• **Data**
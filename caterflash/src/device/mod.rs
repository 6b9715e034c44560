//! Device discovery and classification.
//!
//! Caterina boards show up as USB CDC serial ports with different USB IDs
//! depending on whether the sketch or the bootloader is running. After a
//! reset the bootloader only stays up for a few seconds, so discovery looks
//! for the bootloader IDs first.

use crate::error::{Error, Result};
use std::fmt;

#[cfg(feature = "native")]
use crate::port::{NativePortEnumerator, PortEnumerator, PortInfo};
#[cfg(feature = "native")]
use log::{debug, info, trace};

/// USB vendor/product ID pair.
#[derive(Debug, Clone, Copy, PartialEq, Eq, Hash)]
#[cfg_attr(feature = "serde", derive(serde::Serialize, serde::Deserialize))]
pub struct UsbId {
    /// Vendor ID.
    pub vid: u16,
    /// Product ID.
    pub pid: u16,
}

impl UsbId {
    /// Create a USB ID.
    pub const fn new(vid: u16, pid: u16) -> Self {
        Self { vid, pid }
    }
}

impl fmt::Display for UsbId {
    fn fmt(&self, f: &mut fmt::Formatter<'_>) -> fmt::Result {
        write!(f, "{:04X}:{:04X}", self.vid, self.pid)
    }
}

/// Known Caterina boards.
#[derive(Debug, Clone, Copy, PartialEq, Eq)]
#[cfg_attr(feature = "serde", derive(serde::Serialize))]
pub enum BoardKind {
    /// Arduino Leonardo.
    Leonardo,
    /// Arduino Micro.
    Micro,
    /// SparkFun Pro Micro (5V/16MHz or 3.3V/8MHz).
    ProMicro,
    /// Unknown device.
    Unknown,
}

/// What the board is currently running.
#[derive(Debug, Clone, Copy, PartialEq, Eq)]
#[cfg_attr(feature = "serde", derive(serde::Serialize))]
pub enum UsbMode {
    /// Caterina bootloader, ready for flashing.
    Bootloader,
    /// User sketch.
    Application,
}

/// Known USB IDs of Caterina boards.
const KNOWN_USB_DEVICES: &[(UsbId, BoardKind, UsbMode)] = &[
    (UsbId::new(0x2341, 0x0036), BoardKind::Leonardo, UsbMode::Bootloader),
    (UsbId::new(0x2341, 0x8036), BoardKind::Leonardo, UsbMode::Application),
    (UsbId::new(0x2A03, 0x0036), BoardKind::Leonardo, UsbMode::Bootloader),
    (UsbId::new(0x2A03, 0x8036), BoardKind::Leonardo, UsbMode::Application),
    (UsbId::new(0x2341, 0x0037), BoardKind::Micro, UsbMode::Bootloader),
    (UsbId::new(0x2341, 0x8037), BoardKind::Micro, UsbMode::Application),
    (UsbId::new(0x1B4F, 0x9205), BoardKind::ProMicro, UsbMode::Bootloader),
    (UsbId::new(0x1B4F, 0x9206), BoardKind::ProMicro, UsbMode::Application),
    (UsbId::new(0x1B4F, 0x9203), BoardKind::ProMicro, UsbMode::Bootloader),
    (UsbId::new(0x1B4F, 0x9204), BoardKind::ProMicro, UsbMode::Application),
];

impl BoardKind {
    /// Classify a VID/PID pair.
    #[must_use]
    pub fn from_vid_pid(vid: u16, pid: u16) -> (Self, Option<UsbMode>) {
        let id = UsbId::new(vid, pid);
        KNOWN_USB_DEVICES
            .iter()
            .find(|(known, _, _)| *known == id)
            .map_or((Self::Unknown, None), |(_, board, mode)| (*board, Some(*mode)))
    }

    /// Get a human-readable name for the board.
    pub fn name(&self) -> &'static str {
        match self {
            Self::Leonardo => "Arduino Leonardo",
            Self::Micro => "Arduino Micro",
            Self::ProMicro => "SparkFun Pro Micro",
            Self::Unknown => "Unknown",
        }
    }

    /// Check if this is a known board.
    pub fn is_known(&self) -> bool {
        !matches!(self, Self::Unknown)
    }
}

/// All bootloader-mode USB IDs of known boards.
pub fn bootloader_usb_ids() -> Vec<UsbId> {
    KNOWN_USB_DEVICES
        .iter()
        .filter(|(_, _, mode)| *mode == UsbMode::Bootloader)
        .map(|(id, _, _)| *id)
        .collect()
}

/// Discovered serial port.
#[derive(Debug, Clone, PartialEq, Eq)]
#[cfg_attr(feature = "serde", derive(serde::Serialize))]
pub struct DetectedPort {
    /// Port name/path (e.g., "/dev/ttyACM0" or "COM3").
    pub name: String,
    /// Classified board.
    pub board: BoardKind,
    /// Bootloader or application, for known boards.
    pub mode: Option<UsbMode>,
    /// USB Vendor ID (if available).
    pub vid: Option<u16>,
    /// USB Product ID (if available).
    pub pid: Option<u16>,
    /// Device manufacturer string (if available).
    pub manufacturer: Option<String>,
    /// Device product string (if available).
    pub product: Option<String>,
    /// Serial number (if available).
    pub serial: Option<String>,
}

impl DetectedPort {
    /// Whether the port is a board waiting in its bootloader.
    pub fn is_bootloader(&self) -> bool {
        self.mode == Some(UsbMode::Bootloader)
    }

    /// USB ID of the port, if it is a USB device.
    pub fn usb_id(&self) -> Option<UsbId> {
        match (self.vid, self.pid) {
            (Some(vid), Some(pid)) => Some(UsbId::new(vid, pid)),
            _ => None,
        }
    }
}

#[cfg(feature = "native")]
impl From<PortInfo> for DetectedPort {
    fn from(info: PortInfo) -> Self {
        let (board, mode) = match info.usb_id() {
            Some(id) => BoardKind::from_vid_pid(id.vid, id.pid),
            None => (BoardKind::Unknown, None),
        };
        Self {
            name: info.name,
            board,
            mode,
            vid: info.vid,
            pid: info.pid,
            manufacturer: info.manufacturer,
            product: info.product,
            serial: info.serial_number,
        }
    }
}

/// Detect all available serial ports with metadata.
#[cfg(feature = "native")]
pub fn detect_ports() -> Vec<DetectedPort> {
    match NativePortEnumerator::list_ports() {
        Ok(ports) => ports
            .into_iter()
            .map(|info| {
                let detected = DetectedPort::from(info);
                trace!(
                    "Found port: {} ({:?}, {:?})",
                    detected.name, detected.board, detected.mode
                );
                detected
            })
            .collect(),
        Err(e) => {
            debug!("Failed to enumerate serial ports: {e}");
            Vec::new()
        },
    }
}

/// Detect all available serial ports (no native backend, always empty).
#[cfg(not(feature = "native"))]
pub fn detect_ports() -> Vec<DetectedPort> {
    Vec::new()
}

/// Ports of boards currently in bootloader mode.
pub fn detect_bootloader_ports() -> Vec<DetectedPort> {
    detect_ports()
        .into_iter()
        .filter(DetectedPort::is_bootloader)
        .collect()
}

/// Pick the port to flash from `ports`.
///
/// Prefers a port matching one of `ids`, then any known bootloader.
pub fn select_bootloader_port(ports: &[DetectedPort], ids: &[UsbId]) -> Option<DetectedPort> {
    ports
        .iter()
        .find(|p| p.usb_id().is_some_and(|id| ids.contains(&id)))
        .or_else(|| ports.iter().find(|p| p.is_bootloader()))
        .cloned()
}

/// Auto-detect a single board in bootloader mode.
#[cfg(feature = "native")]
pub fn auto_detect_port(ids: &[UsbId]) -> Result<DetectedPort> {
    let ports = detect_ports();
    match select_bootloader_port(&ports, ids) {
        Some(port) => {
            info!("Auto-detected {} bootloader: {}", port.board.name(), port.name);
            Ok(port)
        },
        None => Err(Error::DeviceNotFound),
    }
}

/// Auto-detect a single board in bootloader mode (no native backend).
#[cfg(not(feature = "native"))]
pub fn auto_detect_port(_ids: &[UsbId]) -> Result<DetectedPort> {
    Err(Error::DeviceNotFound)
}

/// Format a list of detected ports for display.
pub fn format_port_list(ports: &[DetectedPort]) -> Vec<String> {
    ports
        .iter()
        .map(|port| {
            let device_info = match (port.board.is_known(), port.mode, port.usb_id()) {
                (true, Some(UsbMode::Bootloader), _) => {
                    format!(" [{}, bootloader]", port.board.name())
                },
                (true, _, _) => format!(" [{}]", port.board.name()),
                (false, _, Some(id)) => format!(" [{id}]"),
                (false, _, None) => String::new(),
            };

            let product_info = port
                .product
                .as_ref()
                .map(|p| format!(" - {p}"))
                .unwrap_or_default();

            format!("{}{}{}", port.name, device_info, product_info)
        })
        .collect()
}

• **Work instruction**
Across the lines of the material above, tally those holding the word "boards" and state the number by itself.

• **Solution below**
6